Alex is given a drug which causes him to be extremely nauseous while he is made to watch very graphic violent acts on film for two weeks while strapped in a straight jacket. The graphic violence presents real time scenes of Nazi Germany. After two weeks, his behavior is much improved. He is unable to reply to an actor who hurls insults at him.
After passing all these steps Alex is deemed to be cured and he is immediately released from prison. When he returns home his possessions have been confiscated by the state people.
As he thought by the end of the sessions he cannot listen to his classical music without getting sick and nauseated. They present him as a rehabilitated inmate ready to re-enter society when the treatment ends according to information obtained.
When Alex gets out of prison he is unable to defend himself against people who recognize him as the man who hurt them and he gets beat up by many of them. Scantily dressed women make him sick now.
Someone calls the police on him recognizing him as their attacker, the police beat him up and leave him on the edge of town. He stumbles around and winds up at the same cottage that they had broken into years earlier. The husband was still there but the wife had died of her injuries. He did not know Alex because they had worn masks during the attack.
The man decides after remembering the treatment that Alex had undergone from reading about him in the newspapers, to make Alex a poster child for the victims of fascism.

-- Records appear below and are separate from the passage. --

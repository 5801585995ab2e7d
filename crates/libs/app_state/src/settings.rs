use crate::{ApiSettings, LoggingSettings, RawSettings};
use color_analysis::TrainOptions;
use color_eyre::eyre::{Context, Report, Result};
use std::net::SocketAddr;
use std::path::{PathBuf, absolute};

#[derive(Debug, Clone)]
pub struct AppSettings {
    pub logging: LoggingSettings,
    pub api: ApiSettings,
    pub classifier: ClassifierSettings,
}

/// Where the training data lives and how the classifier is fitted.
#[derive(Debug, Clone)]
pub struct ClassifierSettings {
    /// Absolute path of the training CSV.
    pub samples_path: PathBuf,
    pub max_depth: usize,
    pub seed: u64,
    pub min_samples_split: usize,
}

impl TryFrom<RawSettings> for AppSettings {
    type Error = Report;

    fn try_from(raw: RawSettings) -> Result<Self> {
        let samples_path = absolute(&raw.classifier.samples_path).wrap_err_with(|| {
            format!(
                "Invalid classifier.samples_path: {}",
                raw.classifier.samples_path.display()
            )
        })?;
        let classifier = ClassifierSettings {
            samples_path,
            max_depth: raw.classifier.max_depth,
            seed: raw.classifier.seed,
            min_samples_split: raw.classifier.min_samples_split,
        };

        Ok(Self {
            logging: raw.logging,
            api: raw.api,
            classifier,
        })
    }
}

impl ClassifierSettings {
    #[must_use]
    pub const fn train_options(&self) -> TrainOptions {
        TrainOptions {
            max_depth: self.max_depth,
            seed: self.seed,
            min_samples_split: self.min_samples_split,
        }
    }
}

impl ApiSettings {
    pub fn socket_addr(&self) -> Result<SocketAddr> {
        format!("{}:{}", self.host, self.port)
            .parse()
            .wrap_err_with(|| format!("Invalid address: {}:{}", self.host, self.port))
    }

    #[must_use]
    pub const fn body_limit_bytes(&self) -> usize {
        self.body_limit_mb * 1024 * 1024
    }

    #[must_use]
    pub fn allows_any_origin(&self) -> bool {
        self.allowed_origins.iter().any(|origin| origin == "*")
    }
}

The man and a friend later decide to lock Alex up and torture him by playing classical music for whatever reason. Alex starts to go mad and jumps out of a window landing in the hospital.
Government officials want to downplay Alex's suicide attempt so if he will cooperate with them, they promise him a high paying job. His parents take him back into their home and Alex starts to contemplate going back to his old ways. He gets a new gang together at the milk bar.

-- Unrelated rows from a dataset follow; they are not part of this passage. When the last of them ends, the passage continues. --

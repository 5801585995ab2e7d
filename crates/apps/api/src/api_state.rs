use app_state::AppSettings;
use axum::extract::FromRef;
use color_analysis::ColorClassifier;
use std::sync::Arc;

#[derive(Clone)]
pub struct ApiContext {
    /// Trained once at startup, read-only afterwards.
    pub classifier: Arc<ColorClassifier>,
    pub settings: AppSettings,
    /// Number of rows the classifier was trained on.
    pub sample_count: usize,
}

impl ApiContext {
    #[must_use]
    pub fn new(classifier: ColorClassifier, settings: AppSettings, sample_count: usize) -> Self {
        Self {
            classifier: Arc::new(classifier),
            settings,
            sample_count,
        }
    }
}

impl FromRef<ApiContext> for Arc<ColorClassifier> {
    fn from_ref(state: &ApiContext) -> Self {
        state.classifier.clone()
    }
}

impl FromRef<ApiContext> for AppSettings {
    fn from_ref(state: &ApiContext) -> Self {
        state.settings.clone()
    }
}
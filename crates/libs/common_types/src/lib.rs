#![allow(
    clippy::missing_errors_doc,
    clippy::missing_panics_doc,
    clippy::struct_excessive_bools
)]
mod color;

pub use color::*;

They go out beating up people but Alex does not get the same thrill as he used to get. He leaves his new gang and starts to think about getting married and having a child but wonders if a child of his would be as terrible as he had been. This thought and narration by Alex at the end of the film supposedly leaves the audience thinking according to research information on the film that violence is childish.
Anthony Burgess is said to have explained that the title of his book A Clockwork Orange was a methaphor for "an organic entity, full of juice and sweetness and agreeable odor, being turned into an automaton". This was said according to research obtained to be one of three versions of why he titled his book A Clockwork Orange.
From the movie: A Clockwork Orange
“The evening's the great time, isn't it Alex boy?”
Aubrey Morris - Deltoid
From the movie: A Clockwork Orange
“It had been a wonderful evening and what I needed now, to give it the perfect ending, was a little of the Ludwig Van.”